Questionable ethics of America's legal marijuana sales model

Beau Kilmer, the co-director of RAND Corporation's Drug Policy Research Center, nailed it in an editorial published in the New York Times in January 2014:
Legalizing the large-scale commercial production, distribution and sale of marijuana, Colorado and Washington states have created an unprecedented situation. Contrary to many people’s assumptions, not even the Netherlands has gone this far. ...  Instead of starting with an approach that lent itself more easily to public health protections, voters in Colorado and Washington jumped right to a market model similar to alcohol.
For some strange reason American marijuana legalization advocates don't like to talk about Portugal, even though the country decriminalized marijuana more than a decade ago.  Maybe the reluctance has to do with the fact that the country never actually legalized marijuana use. Instead, the government treats marijuana use, and the use of other banned chemical substances, as a disease.

So while Portuguese citizens can still be arrested for use of the banned substances, they aren't referred to the criminal justice system. Each person's case is studied by a panel of legal experts, psychologists, and social workers. Then a treatment program tailored to the individual is developed.

In this way the country halved drug addiction in the population within the space of a decade. 

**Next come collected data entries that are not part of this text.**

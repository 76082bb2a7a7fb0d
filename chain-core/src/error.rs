use thiserror::Error;

use chain_shared::ChainError;

/// Engine-level failures: I/O, persistence and corrupt on-disk state. Wraps
/// the lower-level primitive error type and adds the chain-specific
/// variants. Consensus rejections (`BlockStatus`/`TxStatus`) are not errors
/// and never appear here — they are returned by value from the engine.
#[derive(Error, Debug)]
pub enum EngineError {
    #[error(transparent)]
    Primitive(#[from] ChainError),

    #[error("block store chunk {0} is corrupt")]
    CorruptChunk(String),

    #[error("persisted UTXO set at {0} is corrupt or unreadable")]
    CorruptUtxoSet(String),

    #[error("persisted mempool at {0} is corrupt or unreadable")]
    CorruptMempool(String),

    #[error("fork-tree node {0} not found")]
    UnknownForkNode(usize),

    #[error("block references unknown parent")]
    UnknownParent,

    #[error("malformed wire object: {0}")]
    InvalidWireFormat(String),

    #[error("wire object's declared hash does not match its recomputed hash")]
    HashMismatch,
}

pub type EngineResult<T> = std::result::Result<T, EngineError>;

impl From<std::io::Error> for EngineError {
    fn from(err: std::io::Error) -> Self {
        Self::Primitive(ChainError::from(err))
    }
}
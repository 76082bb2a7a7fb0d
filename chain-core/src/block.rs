//! Blocks: a proof-of-work header bound to an ordered vector of transactions.

use serde::{Deserialize, Serialize};

use chain_shared::{Hash256, Timestamp};

use crate::difficulty::CompactTarget;
use crate::error::{EngineError, EngineResult};
use crate::transaction::{Transaction, TransactionWire};

/// Maximum encoded length of the nonce field, in bytes.
pub const MAX_NONCE_LEN: usize = 255;

#[derive(Debug, Clone, PartialEq, Serialize, Deserialize)]
pub struct Block {
    version: u8,
    previous_hash: Hash256,
    timestamp: Timestamp,
    difficulty_bits: u32,
    nonce: Vec<u8>,
    transactions: Vec<Transaction>,
}

/// Wire form of a block: hex-encoded prev/hash/nonce, the declared `hash`
/// carried alongside the header so a lazy peer's claim can be checked
/// against the recomputed value rather than trusted outright.
#[derive(Debug, Clone, Serialize, Deserialize)]
pub struct BlockWire {
    pub version: u8,
    pub prev: String,
    pub hash: String,
    pub timestamp: Timestamp,
    pub difficulty: u32,
    pub nonce: String,
    pub txs: Vec<TransactionWire>,
}

impl Block {
    #[must_use]
    pub fn new(
        previous_hash: Hash256,
        timestamp: Timestamp,
        difficulty_bits: u32,
        nonce: Vec<u8>,
        transactions: Vec<Transaction>,
    ) -> Self {
        Self {
            version: 1,
            previous_hash,
            timestamp,
            difficulty_bits,
            nonce,
            transactions,
        }
    }

    /// Builds the zero-transaction genesis block for a given difficulty.
    #[must_use]
    pub fn genesis(difficulty_bits: u32, timestamp: Timestamp) -> Self {
        Self::new(Hash256::zero(), timestamp, difficulty_bits, vec![], vec![])
    }

    #[must_use]
    pub const fn version(&self) -> u8 {
        self.version
    }

    #[must_use]
    pub const fn previous_hash(&self) -> &Hash256 {
        &self.previous_hash
    }

    #[must_use]
    pub const fn timestamp(&self) -> Timestamp {
        self.timestamp
    }

    #[must_use]
    pub const fn difficulty_bits(&self) -> u32 {
        self.difficulty_bits
    }

    #[must_use]
    pub fn nonce(&self) -> &[u8] {
        &self.nonce
    }

    #[must_use]
    pub fn transactions(&self) -> &[Transaction] {
        &self.transactions
    }

    /// `SHA-256(prev || timestamp(8 BE) || difficulty(4 BE) || nonce || version || concat(txids))`.
    ///
    /// Binding the concatenation of transaction ids (in order) into the hash
    /// ties transaction ordering into the proof-of-work itself.
    #[must_use]
    pub fn hash(&self) -> Hash256 {
        let mut buf = Vec::with_capacity(
            32 + 8 + 4 + self.nonce.len() + 1 + self.transactions.len() * 32,
        );
        buf.extend_from_slice(self.previous_hash.as_bytes());
        buf.extend_from_slice(&(self.timestamp as u64).to_be_bytes());
        buf.extend_from_slice(&self.difficulty_bits.to_be_bytes());
        buf.extend_from_slice(&self.nonce);
        buf.push(self.version);
        for tx in &self.transactions {
            buf.extend_from_slice(tx.txid().as_bytes());
        }
        Hash256::sha256(&buf)
    }

    /// Whether this block's hash satisfies its own declared difficulty.
    #[must_use]
    pub fn has_valid_pow(&self) -> bool {
        CompactTarget::from_bits(self.difficulty_bits).is_satisfied_by(&self.hash())
    }

    /// Structural validity of the header fields independent of the fork tree
    /// or UTXO set: nonzero version, bounded nonce, timestamp within 64 bits,
    /// difficulty within 30 effective bits.
    #[must_use]
    pub fn is_structurally_valid(&self) -> bool {
        if self.version == 0 {
            return false;
        }
        if self.nonce.len() > MAX_NONCE_LEN {
            return false;
        }
        if self.timestamp <= 0 {
            return false;
        }
        if self.difficulty_bits > 0x3FFF_FFFF {
            return false;
        }
        true
    }

    #[must_use]
    pub fn coinbase_count(&self) -> usize {
        self.transactions.iter().filter(|tx| tx.is_coinbase()).count()
    }

    /// Encodes this block as a wire object.
    ///
    /// # Errors
    ///
    /// Returns an error if any contained transaction cannot be encoded.
    pub fn to_wire(&self) -> EngineResult<BlockWire> {
        let txs = self
            .transactions
            .iter()
            .map(Transaction::to_wire)
            .collect::<EngineResult<Vec<_>>>()?;
        Ok(BlockWire {
            version: self.version,
            prev: format!("0x{}", self.previous_hash),
            hash: format!("0x{}", self.hash()),
            timestamp: self.timestamp,
            difficulty: self.difficulty_bits,
            nonce: hex::encode(&self.nonce),
            txs,
        })
    }

    /// Decodes a wire object, rejecting it if the declared `hash` does not
    /// match the hash recomputed from its header and transactions —
    /// defense against a lazy peer that never actually hashed the block.
    ///
    /// # Errors
    ///
    /// Returns an error if any field is malformed or the declared hash
    /// doesn't match the recomputed one.
    pub fn from_wire(wire: &BlockWire) -> EngineResult<Self> {
        let previous_hash = Hash256::from_hex(&wire.prev)?;
        let nonce = hex::decode(wire.nonce.trim_start_matches("0x"))
            .map_err(|_| EngineError::InvalidWireFormat("block nonce is not valid hex".to_string()))?;

        let mut transactions = Vec::with_capacity(wire.txs.len());
        for tx in &wire.txs {
            transactions.push(Transaction::from_wire(tx)?);
        }

        let block = Self {
            version: wire.version,
            previous_hash,
            timestamp: wire.timestamp,
            difficulty_bits: wire.difficulty,
            nonce,
            transactions,
        };

        let claimed_hash = Hash256::from_hex(&wire.hash)?;
        if claimed_hash != block.hash() {
            return Err(EngineError::HashMismatch);
        }

        Ok(block)
    }
}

Of course Portugal is a tiny country with a tiny population -- little more than a million people -- whereas just one small state in the USA, Delaware, has a population size that approaches Portugal's.  This means the United States has a drug addiction problem that dwarfs Portugal's. Just the number of documented heroin addicts in the USA is more than the entire population of Portugal.
  
Yet there's no question that Portugal took a public health approach to dealing with substance abuse and that it's paid off.  And they did it while decriminalizing use of the substances -- a vaunted goal of Americans who advocate marijuana legalization at the state and federal levels of government.

Whatever public health programs the marijuana-licensing American states have adopted to deal with addiction to marijuana are ad hoc affairs, tacked on after marijuana became legalized in the states -- after marijuana became legally available through a large number of outlets, after Colorado and Washington states officially acknowledged that marijuana was addictive for a large number of users.

And these states jumped straight to a marijuana retail distribution model that didn't actually occur with alcohol until fairly recently in the USA, which was to make marijuana available through many sales outlets.  I think by about 2012 there were more "medical" marijuana dispensaries in Denver, the capital city of Colorado, than Starbucks coffee shops.

But looking at the alcohol sales model in the USA, for decades after alcohol prohibition ended alcohol was only available in special sales outlets.  Today in the USA beer and wine can be bought at convenience and grocery stores and 'big box' retail stores that sell groceries.  Yet American law enforcement officials trace the rise in teenage alcohol abuse to the product's wide availability and see marijuana use among young people following the same trajectory.

So if the rationale for legalizing marijuana in the USA is chiefly compassion, the people who've translated this impulse into a business model have had a strange way of helping those Americans who are most vulnerable to the downsides of using mind-altering drugs.